Russia’s Non-Energy Exports Up To 30% Of GDP
Op/Ed by Chris Devonshire-Ellis
- Figures show an increasingly diverse economy is developing
- New trade in agriculture exports to China and Asia
- Russia will have fully absorbed the impact shock of Western sanctions by 2024
Russia has long been labeled as a solely oil and gas-based economy, however efforts by the Government to change and diversify the economy appear to be paying off.

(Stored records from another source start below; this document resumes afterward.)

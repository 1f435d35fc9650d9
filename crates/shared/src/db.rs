//! Database connection pooling utilities

use std::time::Duration;

use sqlx::{postgres::PgPoolOptions, PgPool};

use crate::config::DatabaseConfig;
use crate::error::Result;

pub type DbPool = PgPool;

pub async fn create_pool(config: &DatabaseConfig) -> Result<DbPool> {
    let pool = PgPoolOptions::new()
        .max_connections(config.max_connections)
        .acquire_timeout(Duration::from_secs(config.acquire_timeout_secs))
        .idle_timeout(Duration::from_secs(config.idle_timeout_secs))
        .max_lifetime(Duration::from_secs(config.max_lifetime_secs))
        .connect(&config.url)
        .await?;

    tracing::info!(
        max_connections = config.max_connections,
        "database connection pool created"
    );

    Ok(pool)
}

/// Runs the embedded migrations, creating the campaign/account/target/attempt
/// schema on first boot and no-op on subsequent ones.
pub async fn run_migrations(pool: &DbPool) -> Result<()> {
    sqlx::migrate!("./migrations")
        .run(pool)
        .await
        .map_err(|e| crate::error::Error::Internal(format!("migration failed: {e}")))?;
    tracing::info!("database migrations applied");
    Ok(())
}

pub async fn check_health(pool: &DbPool) -> Result<()> {
    sqlx::query("SELECT 1").execute(pool).await?;
    Ok(())
}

Non-resource and energy exports were up in 2020, amounting to US$160 billion in 2020, or roughly 30% of all total exports.
Veronika Nikishina, the General Director of the Russian Export Center (REC) said yesterday that “According to our estimates, non-resource and non-energy export were be over US$160 billion in 2020. This is 3.5% more than in 2019 and almost 3.5 times more than in 2000, when total exports were US$46 billion.”
The REC also considers conditions are in place for growth of non-resource and non-energy exports in 2021, even when calculating them under stricter accounting procedures, for example stripping out gold exports.
Nikishina said that “This is the task for us as a development institution, so that exporters can take advantage of these opportunities and build up supplies and our export markets, despite challenging external circumstances exerting strong influences.”
Part of this new export trade sector is in agriculture, where in 2020, Russia exported a record amount to China, with agriculture exports to the PRC hitting US$4.1 billion, an increase of 13.7% over 2019. These comments were made by Gao Feng, of China’s Ministry of Commerce yesterday, with him also stating that China has become the leading importing country for Russian meat products.
He said China intends to intensify trade and economic cooperation with Russia to increase bilateral trade to US$200 billion by 2024. To put that into context, that is about 40% of the total of US-China bilateral trade last year, and about 50% more than the total Russia-EU bilateral trade in 2020. That indicates that within the next two years, Russia will have adapted to Western sanctions and replaced those trade volumes with trade from new markets, predominantly in Asia.